◆ HOW TO COMPLETE THIS TASK
Search the material for the word "market" and report each line where it turns up.

*** EXERCISE MATERIALS Section Begins ***

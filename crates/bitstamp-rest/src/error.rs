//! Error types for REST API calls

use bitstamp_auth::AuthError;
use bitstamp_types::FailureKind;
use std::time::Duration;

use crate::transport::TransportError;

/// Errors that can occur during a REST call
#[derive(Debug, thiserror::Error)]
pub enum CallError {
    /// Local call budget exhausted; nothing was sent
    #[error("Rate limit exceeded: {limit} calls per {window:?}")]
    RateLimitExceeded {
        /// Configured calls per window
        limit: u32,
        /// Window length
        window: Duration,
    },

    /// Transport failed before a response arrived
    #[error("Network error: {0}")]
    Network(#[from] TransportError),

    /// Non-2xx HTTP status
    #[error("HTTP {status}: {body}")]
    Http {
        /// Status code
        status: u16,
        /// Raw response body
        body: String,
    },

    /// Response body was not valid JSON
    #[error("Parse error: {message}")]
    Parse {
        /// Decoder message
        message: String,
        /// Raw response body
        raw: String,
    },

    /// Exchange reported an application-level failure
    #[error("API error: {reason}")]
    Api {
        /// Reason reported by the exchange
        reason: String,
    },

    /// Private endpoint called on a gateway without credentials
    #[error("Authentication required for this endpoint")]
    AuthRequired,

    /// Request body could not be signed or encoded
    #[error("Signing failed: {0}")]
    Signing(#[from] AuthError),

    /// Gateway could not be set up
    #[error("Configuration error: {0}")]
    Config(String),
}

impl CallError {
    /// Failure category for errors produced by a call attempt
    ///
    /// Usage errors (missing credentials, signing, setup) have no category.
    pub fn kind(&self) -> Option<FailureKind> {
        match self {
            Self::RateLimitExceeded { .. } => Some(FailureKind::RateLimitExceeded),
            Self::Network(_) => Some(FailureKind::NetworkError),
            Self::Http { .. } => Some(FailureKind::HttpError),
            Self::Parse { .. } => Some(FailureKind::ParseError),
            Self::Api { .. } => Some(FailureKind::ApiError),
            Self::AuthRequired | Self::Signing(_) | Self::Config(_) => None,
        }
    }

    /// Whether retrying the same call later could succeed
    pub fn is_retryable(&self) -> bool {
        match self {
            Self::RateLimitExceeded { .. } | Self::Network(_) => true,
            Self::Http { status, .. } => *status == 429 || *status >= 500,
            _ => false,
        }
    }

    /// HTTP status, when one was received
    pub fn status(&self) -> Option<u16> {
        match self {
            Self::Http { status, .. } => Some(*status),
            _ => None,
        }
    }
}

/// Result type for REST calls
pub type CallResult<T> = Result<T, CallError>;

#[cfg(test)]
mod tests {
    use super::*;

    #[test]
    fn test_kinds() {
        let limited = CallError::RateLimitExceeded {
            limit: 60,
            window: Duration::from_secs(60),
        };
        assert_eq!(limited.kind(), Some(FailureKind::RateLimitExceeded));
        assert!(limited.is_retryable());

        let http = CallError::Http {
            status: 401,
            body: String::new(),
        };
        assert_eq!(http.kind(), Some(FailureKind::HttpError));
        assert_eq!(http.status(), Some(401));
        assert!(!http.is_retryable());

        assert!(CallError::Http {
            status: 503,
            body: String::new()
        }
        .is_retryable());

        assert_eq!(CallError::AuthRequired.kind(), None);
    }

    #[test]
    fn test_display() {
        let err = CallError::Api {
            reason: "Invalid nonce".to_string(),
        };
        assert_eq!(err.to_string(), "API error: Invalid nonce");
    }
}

*** EXERCISE MATERIALS Section Ends ***
*** EXERCISE MATERIALS Section Begins ***

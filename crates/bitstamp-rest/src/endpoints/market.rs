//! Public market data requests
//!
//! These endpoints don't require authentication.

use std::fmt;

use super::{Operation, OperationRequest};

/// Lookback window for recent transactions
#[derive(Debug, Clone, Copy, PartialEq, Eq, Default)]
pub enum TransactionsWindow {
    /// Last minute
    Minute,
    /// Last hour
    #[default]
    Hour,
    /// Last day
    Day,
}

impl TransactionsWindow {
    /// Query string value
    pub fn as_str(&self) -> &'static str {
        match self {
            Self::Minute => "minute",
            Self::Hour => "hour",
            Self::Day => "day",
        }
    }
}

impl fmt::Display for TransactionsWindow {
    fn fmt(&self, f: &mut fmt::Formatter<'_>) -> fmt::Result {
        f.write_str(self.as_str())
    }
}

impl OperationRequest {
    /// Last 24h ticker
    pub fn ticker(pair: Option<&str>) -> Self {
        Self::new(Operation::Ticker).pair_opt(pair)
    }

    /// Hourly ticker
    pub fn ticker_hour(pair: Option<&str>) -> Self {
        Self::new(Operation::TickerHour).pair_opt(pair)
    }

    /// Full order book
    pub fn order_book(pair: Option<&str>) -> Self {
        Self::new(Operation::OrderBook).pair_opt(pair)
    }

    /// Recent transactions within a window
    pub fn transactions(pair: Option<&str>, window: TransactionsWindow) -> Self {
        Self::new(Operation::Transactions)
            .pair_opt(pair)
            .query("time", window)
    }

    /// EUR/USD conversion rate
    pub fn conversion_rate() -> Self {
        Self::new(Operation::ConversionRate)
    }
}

*** EXERCISE MATERIALS Section Ends ***
*** EXERCISE MATERIALS Section Begins ***

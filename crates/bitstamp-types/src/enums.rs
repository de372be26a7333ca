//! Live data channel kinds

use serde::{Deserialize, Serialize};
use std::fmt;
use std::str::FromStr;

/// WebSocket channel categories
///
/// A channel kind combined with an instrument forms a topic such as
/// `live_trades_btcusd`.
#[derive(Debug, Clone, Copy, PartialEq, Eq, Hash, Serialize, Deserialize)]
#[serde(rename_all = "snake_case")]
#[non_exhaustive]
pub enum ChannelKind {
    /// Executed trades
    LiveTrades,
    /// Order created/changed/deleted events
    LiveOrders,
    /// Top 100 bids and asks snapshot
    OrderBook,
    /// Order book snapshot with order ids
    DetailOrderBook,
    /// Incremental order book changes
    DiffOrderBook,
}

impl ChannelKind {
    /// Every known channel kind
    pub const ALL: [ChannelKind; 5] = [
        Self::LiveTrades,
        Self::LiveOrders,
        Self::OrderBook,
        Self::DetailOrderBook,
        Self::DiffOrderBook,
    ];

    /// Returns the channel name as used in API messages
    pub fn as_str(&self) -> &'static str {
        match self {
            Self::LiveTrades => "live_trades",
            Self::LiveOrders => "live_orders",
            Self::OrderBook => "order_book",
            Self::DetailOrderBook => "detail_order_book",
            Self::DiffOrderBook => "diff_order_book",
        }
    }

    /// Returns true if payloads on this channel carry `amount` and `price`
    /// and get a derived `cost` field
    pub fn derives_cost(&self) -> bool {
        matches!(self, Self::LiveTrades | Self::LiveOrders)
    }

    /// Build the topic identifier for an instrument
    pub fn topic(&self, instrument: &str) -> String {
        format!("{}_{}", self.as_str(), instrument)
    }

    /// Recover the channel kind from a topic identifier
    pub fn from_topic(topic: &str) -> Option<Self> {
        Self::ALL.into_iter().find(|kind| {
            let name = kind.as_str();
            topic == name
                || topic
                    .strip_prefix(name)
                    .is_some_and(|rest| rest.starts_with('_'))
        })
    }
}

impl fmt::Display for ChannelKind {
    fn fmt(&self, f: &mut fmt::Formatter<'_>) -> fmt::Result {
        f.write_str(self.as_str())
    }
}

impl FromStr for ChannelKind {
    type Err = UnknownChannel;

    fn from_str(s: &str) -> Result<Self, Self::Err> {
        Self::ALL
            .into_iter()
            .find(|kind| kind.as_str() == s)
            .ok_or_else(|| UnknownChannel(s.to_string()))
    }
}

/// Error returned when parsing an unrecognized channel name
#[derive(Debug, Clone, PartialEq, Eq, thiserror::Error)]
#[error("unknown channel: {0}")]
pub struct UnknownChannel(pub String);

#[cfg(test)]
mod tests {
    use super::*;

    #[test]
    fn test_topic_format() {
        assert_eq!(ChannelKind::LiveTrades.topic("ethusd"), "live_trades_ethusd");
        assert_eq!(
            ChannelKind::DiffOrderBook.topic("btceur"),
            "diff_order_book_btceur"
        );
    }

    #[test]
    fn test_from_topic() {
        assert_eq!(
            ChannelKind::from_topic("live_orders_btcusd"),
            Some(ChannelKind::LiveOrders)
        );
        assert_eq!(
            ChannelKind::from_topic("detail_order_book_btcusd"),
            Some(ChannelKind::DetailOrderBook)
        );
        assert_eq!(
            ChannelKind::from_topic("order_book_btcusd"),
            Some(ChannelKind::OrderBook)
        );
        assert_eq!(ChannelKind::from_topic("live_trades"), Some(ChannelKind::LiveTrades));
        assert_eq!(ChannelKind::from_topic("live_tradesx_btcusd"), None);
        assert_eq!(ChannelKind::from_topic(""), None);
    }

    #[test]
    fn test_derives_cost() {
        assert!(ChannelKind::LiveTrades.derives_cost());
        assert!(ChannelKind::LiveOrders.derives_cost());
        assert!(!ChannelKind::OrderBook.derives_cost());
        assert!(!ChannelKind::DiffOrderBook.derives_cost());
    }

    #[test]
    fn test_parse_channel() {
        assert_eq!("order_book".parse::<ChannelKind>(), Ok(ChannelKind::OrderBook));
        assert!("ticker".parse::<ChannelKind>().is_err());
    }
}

*** EXERCISE MATERIALS Section Ends ***

◆ RESPONSE TO THIS EXERCISE
filename crates/bitstamp-rest/src/endpoints/market.rs
//! Public market data requests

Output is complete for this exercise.